**Data extracted from a collection**.
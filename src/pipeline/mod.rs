use anyhow::Result;
use std::path::Path;
use std::sync::atomic::{AtomicBool, Ordering};
use std::sync::Arc;

use crate::analyzer;
use crate::config::Config;
use crate::db::Database;
use crate::fixer::{self, FixOptions};
use crate::oracle::AdvisoryOracle;
use crate::report::RunReport;

/// Cooperative cancellation flag, checked between diagnostics and never
/// mid-mutation, so an in-flight write always completes or fails atomically
/// before the run stops.
#[derive(Clone, Default)]
pub struct CancelToken(Arc<AtomicBool>);

impl CancelToken {
    pub fn new() -> Self {
        Self::default()
    }

    pub fn cancel(&self) {
        self.0.store(true, Ordering::SeqCst);
    }

    pub fn is_cancelled(&self) -> bool {
        self.0.load(Ordering::SeqCst)
    }
}

/// Run the whole pipeline: Scan → Analyze → Fix. Each phase is also an
/// independent entry point via its own subcommand; this chains them over
/// one store so cross-phase state lives only in persisted records.
pub fn run_all(
    db: &Database,
    root: &Path,
    config: &Config,
    fix_options: &FixOptions,
    oracle: Option<&dyn AdvisoryOracle>,
    cancel: &CancelToken,
) -> Result<RunReport> {
    let scan = analyzer::run_scan(db, root, config)?;
    let analyze = analyzer::run_analyze(db, config, oracle)?;
    let fix = fixer::run_fix_phase(db, root, fix_options, cancel)?;
    Ok(RunReport { scan, analyze, fix })
}
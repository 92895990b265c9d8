use std::collections::{BTreeMap, HashMap, HashSet, VecDeque};

use crate::db::clusters::ClusterDraft;
use crate::db::models::Diagnostic;

use super::graph::DependencyGraph;
use super::message::message_skeleton;

/// Partition diagnostics into clusters of shared root cause.
///
/// Diagnostics group by (code, message skeleton); each group is then split
/// into connected components of the dependency graph restricted to that
/// group, so same-shaped but causally unrelated diagnostics land in
/// different clusters. The result covers the input exactly once.
pub fn cluster(diagnostics: &[Diagnostic], graph: &DependencyGraph) -> Vec<ClusterDraft> {
    let by_id: HashMap<i64, &Diagnostic> = diagnostics.iter().map(|d| (d.id, d)).collect();

    // BTreeMap keeps group iteration deterministic.
    let mut groups: BTreeMap<(String, String), Vec<i64>> = BTreeMap::new();
    for diag in diagnostics {
        let key = (diag.code.clone(), message_skeleton(&diag.message));
        groups.entry(key).or_default().push(diag.id);
    }

    // Undirected adjacency over the whole graph; restricted per group below.
    let mut adjacency: HashMap<i64, Vec<i64>> = HashMap::new();
    for edge in &graph.edges {
        adjacency.entry(edge.cause_id).or_default().push(edge.effect_id);
        adjacency.entry(edge.effect_id).or_default().push(edge.cause_id);
    }

    let mut drafts = Vec::new();
    for ((code, skeleton), mut members) in groups {
        members.sort_unstable();
        let member_set: HashSet<i64> = members.iter().copied().collect();
        let mut unvisited: HashSet<i64> = member_set.clone();

        while let Some(&seed) = members.iter().find(|id| unvisited.contains(*id)) {
            let mut component = Vec::new();
            let mut queue = VecDeque::new();
            unvisited.remove(&seed);
            queue.push_back(seed);

            while let Some(current) = queue.pop_front() {
                component.push(current);
                if let Some(neighbors) = adjacency.get(&current) {
                    for &next in neighbors {
                        if member_set.contains(&next) && unvisited.remove(&next) {
                            queue.push_back(next);
                        }
                    }
                }
            }

            component.sort_unstable();
            let representative_id = component[0];
            let description = by_id
                .get(&representative_id)
                .map(|d| {
                    if component.len() > 1 {
                        format!("{} × {}: {}", component.len(), code, skeleton)
                    } else {
                        d.message.clone()
                    }
                })
                .unwrap_or_else(|| skeleton.clone());

            drafts.push(ClusterDraft {
                code: code.clone(),
                description,
                representative_id,
                suggested_fix_id: None,
                member_ids: component,
            });
        }
    }

    drafts
}

#[cfg(test)]
mod tests {
    use super::*;
    use crate::analyzer::graph::build_graph;
    use crate::db::models::{Category, DependencyEdge, Severity, Status};

    fn diag(id: i64, file: &str, line: i64, code: &str, message: &str) -> Diagnostic {
        Diagnostic {
            id,
            file: file.to_string(),
            line,
            col: 1,
            code: code.to_string(),
            message: message.to_string(),
            category: Category::UndefinedReference,
            severity: Severity::High,
            status: Status::Detected,
            hash: format!("h{id}"),
            first_detected: String::new(),
            last_seen: String::new(),
            occurrence_count: 1,
            pattern_id: None,
            cluster_id: None,
            context_line: None,
        }
    }

    #[test]
    fn clusters_partition_the_input_exactly() {
        let diags = vec![
            diag(1, "a.py", 1, "name-defined", "Name \"x\" is not defined"),
            diag(2, "a.py", 9, "name-defined", "Name \"y\" is not defined"),
            diag(3, "b.py", 2, "assignment", "Incompatible types in assignment"),
            diag(4, "c.py", 7, "misc", "Unused \"type: ignore\" comment"),
        ];
        let graph = build_graph(&diags);
        let drafts = cluster(&diags, &graph);

        let mut covered: Vec<i64> = drafts.iter().flat_map(|d| d.member_ids.clone()).collect();
        covered.sort_unstable();
        assert_eq!(covered, vec![1, 2, 3, 4]);

        let total: usize = drafts.iter().map(|d| d.member_ids.len()).sum();
        assert_eq!(total, 4);
    }

    #[test]
    fn same_shape_groups_by_skeleton() {
        let diags = vec![
            diag(1, "a.py", 1, "name-defined", "Name \"x\" is not defined"),
            diag(2, "b.py", 2, "name-defined", "Name \"y\" is not defined"),
        ];
        // Force causal connection so they form one component.
        let graph = DependencyGraph {
            nodes: vec![1, 2],
            edges: vec![DependencyEdge { cause_id: 1, effect_id: 2, confidence: 0.8 }],
            ..Default::default()
        };

        let drafts = cluster(&diags, &graph);
        assert_eq!(drafts.len(), 1);
        assert_eq!(drafts[0].member_ids, vec![1, 2]);
        assert_eq!(drafts[0].representative_id, 1);
        assert!(drafts[0].description.starts_with("2 × name-defined"));
    }

    #[test]
    fn causally_unrelated_twins_split_into_separate_clusters() {
        let diags = vec![
            diag(1, "a.py", 1, "name-defined", "Name \"x\" is not defined"),
            diag(2, "b.py", 2, "name-defined", "Name \"y\" is not defined"),
        ];
        // No edges: same shape, different cause.
        let graph = DependencyGraph {
            nodes: vec![1, 2],
            ..Default::default()
        };

        let drafts = cluster(&diags, &graph);
        assert_eq!(drafts.len(), 2);
        assert!(drafts.iter().all(|d| d.member_ids.len() == 1));
    }

    #[test]
    fn singletons_keep_their_full_message() {
        let diags = vec![diag(1, "a.py", 1, "misc", "Unused \"type: ignore\" comment")];
        let graph = build_graph(&diags);
        let drafts = cluster(&diags, &graph);
        assert_eq!(drafts[0].description, "Unused \"type: ignore\" comment");
    }
}
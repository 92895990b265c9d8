use super::*;

pub(super) fn cmd_analyze(
    root: &Path,
    oracle: bool,
    report_path: Option<&Path>,
    json_mode: bool,
) -> Result<()> {
    let db = ensure_initialized(root)?;
    let config = Config::load(root)?;
    let oracle_impl = oracle_from_config(&config, oracle, json_mode);

    if !json_mode {
        print!("  Analyzing stored diagnostics...");
    }

    let report = crate::analyzer::run_analyze(&db, &config, oracle_impl.as_deref())?;

    if let Some(path) = report_path {
        crate::report::write_report(path, &report)?;
    }

    if json_mode {
        println!("{}", serde_json::to_string(&report)?);
    } else {
        println!(" {}", "done".green());
        println!(
            "    {} diagnostics, {} likely-causes edges, {} root causes",
            report.diagnostics_analyzed.to_string().cyan(),
            report.edges.to_string().cyan(),
            report.root_causes.to_string().cyan(),
        );
        println!(
            "    {} clusters, {} patterns linked",
            report.clusters.to_string().cyan(),
            report.patterns_linked.to_string().cyan(),
        );
        if report.oracle_enabled {
            println!(
                "    {} advisory suggestions collected",
                report.advice_collected.to_string().cyan()
            );
        }
        if let Some(note) = &report.oracle_note {
            println!("    {} {}", "!".yellow(), note.dimmed());
        }
        println!("  {} Completed in {}ms\n", "OK".green(), report.duration_ms);
    }

    Ok(())
}
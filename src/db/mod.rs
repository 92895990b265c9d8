pub mod clusters;
pub mod diagnostics;
pub mod fixes;
pub mod models;
pub mod schema;

use anyhow::{bail, Context, Result};
use rusqlite::{Connection, OptionalExtension};
use std::path::{Path, PathBuf};

/// Directory holding the store, config, and fix backups
pub const STORE_DIR: &str = ".remedy";

/// Main store handle; the system of record every phase reads and writes
/// through
pub struct Database {
    conn: Connection,
    pub store_dir: PathBuf,
}

impl Database {
    /// Open or create the remedy store in the given project root
    pub fn open(project_root: &Path) -> Result<Self> {
        let store_dir = project_root.join(STORE_DIR);
        std::fs::create_dir_all(&store_dir).context("Failed to create .remedy directory")?;

        let db_path = store_dir.join("remedy.db");
        let conn = Connection::open(&db_path).context("Failed to open store")?;

        // WAL for better concurrent access
        conn.execute_batch(
            "
            PRAGMA journal_mode=WAL;
            PRAGMA synchronous=NORMAL;
            PRAGMA foreign_keys=ON;
        ",
        )?;

        schema::run_migrations(&conn)?;
        Self::bind_project_root(&conn, project_root)?;

        Ok(Self { conn, store_dir })
    }

    /// Open an in-memory store (tests)
    #[cfg(test)]
    pub fn open_in_memory() -> Result<Self> {
        let conn = Connection::open_in_memory()?;
        conn.execute_batch("PRAGMA foreign_keys=ON;")?;
        schema::run_migrations(&conn)?;
        Ok(Self {
            conn,
            store_dir: PathBuf::from(STORE_DIR),
        })
    }

    /// Check if the store exists for the project
    pub fn exists(project_root: &Path) -> bool {
        project_root.join(STORE_DIR).join("remedy.db").exists()
    }

    /// Directory receiving timestamped pre-mutation copies
    pub fn backup_dir(&self) -> PathBuf {
        self.store_dir.join("fix-backups")
    }

    pub(crate) fn conn(&self) -> &Connection {
        &self.conn
    }

    fn bind_project_root(conn: &Connection, project_root: &Path) -> Result<()> {
        let canonical_root = std::fs::canonicalize(project_root)
            .unwrap_or_else(|_| project_root.to_path_buf())
            .to_string_lossy()
            .to_string();

        let existing: Option<String> = conn
            .query_row(
                "SELECT value FROM meta WHERE key = 'project_root' LIMIT 1",
                [],
                |row| row.get(0),
            )
            .optional()?;

        match existing {
            Some(value) if value != canonical_root => {
                bail!(
                    "This .remedy store belongs to a different project root: {}\nCurrent root: {}",
                    value,
                    canonical_root
                );
            }
            Some(_) => {}
            None => {
                conn.execute(
                    "INSERT INTO meta (key, value) VALUES ('project_root', ?1)",
                    rusqlite::params![canonical_root],
                )?;
            }
        }
        Ok(())
    }
}

/// Store-wide timestamp format
pub fn now_rfc3339() -> String {
    chrono::Utc::now().to_rfc3339_opts(chrono::SecondsFormat::Secs, true)
}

**Prompt**.
Only the lines above from the one with "use crate::oracle::AdvisoryOracle;" up to and including the one with "graph: &DependencyGraph) ->" should be repeated, exactly as written.

**Solution below**.
use crate::oracle::AdvisoryOracle;
use crate::report::RunReport;

/// Cooperative cancellation flag, checked between diagnostics and never
/// mid-mutation, so an in-flight write always completes or fails atomically
/// before the run stops.
#[derive(Clone, Default)]
pub struct CancelToken(Arc<AtomicBool>);

impl CancelToken {
    pub fn new() -> Self {
        Self::default()
    }

    pub fn cancel(&self) {
        self.0.store(true, Ordering::SeqCst);
    }

    pub fn is_cancelled(&self) -> bool {
        self.0.load(Ordering::SeqCst)
    }
}

/// Run the whole pipeline: Scan → Analyze → Fix. Each phase is also an
/// independent entry point via its own subcommand; this chains them over
/// one store so cross-phase state lives only in persisted records.
pub fn run_all(
    db: &Database,
    root: &Path,
    config: &Config,
    fix_options: &FixOptions,
    oracle: Option<&dyn AdvisoryOracle>,
    cancel: &CancelToken,
) -> Result<RunReport> {
    let scan = analyzer::run_scan(db, root, config)?;
    let analyze = analyzer::run_analyze(db, config, oracle)?;
    let fix = fixer::run_fix_phase(db, root, fix_options, cancel)?;
    Ok(RunReport { scan, analyze, fix })
}
repository 92895990b265c9d8
use std::collections::{BTreeMap, HashMap, HashSet, VecDeque};

use crate::db::clusters::ClusterDraft;
use crate::db::models::Diagnostic;

use super::graph::DependencyGraph;
use super::message::message_skeleton;

/// Partition diagnostics into clusters of shared root cause.
///
/// Diagnostics group by (code, message skeleton); each group is then split
/// into connected components of the dependency graph restricted to that
/// group, so same-shaped but causally unrelated diagnostics land in
/// different clusters. The result covers the input exactly once.
pub fn cluster(diagnostics: &[Diagnostic], graph: &DependencyGraph) -> Vec<ClusterDraft> {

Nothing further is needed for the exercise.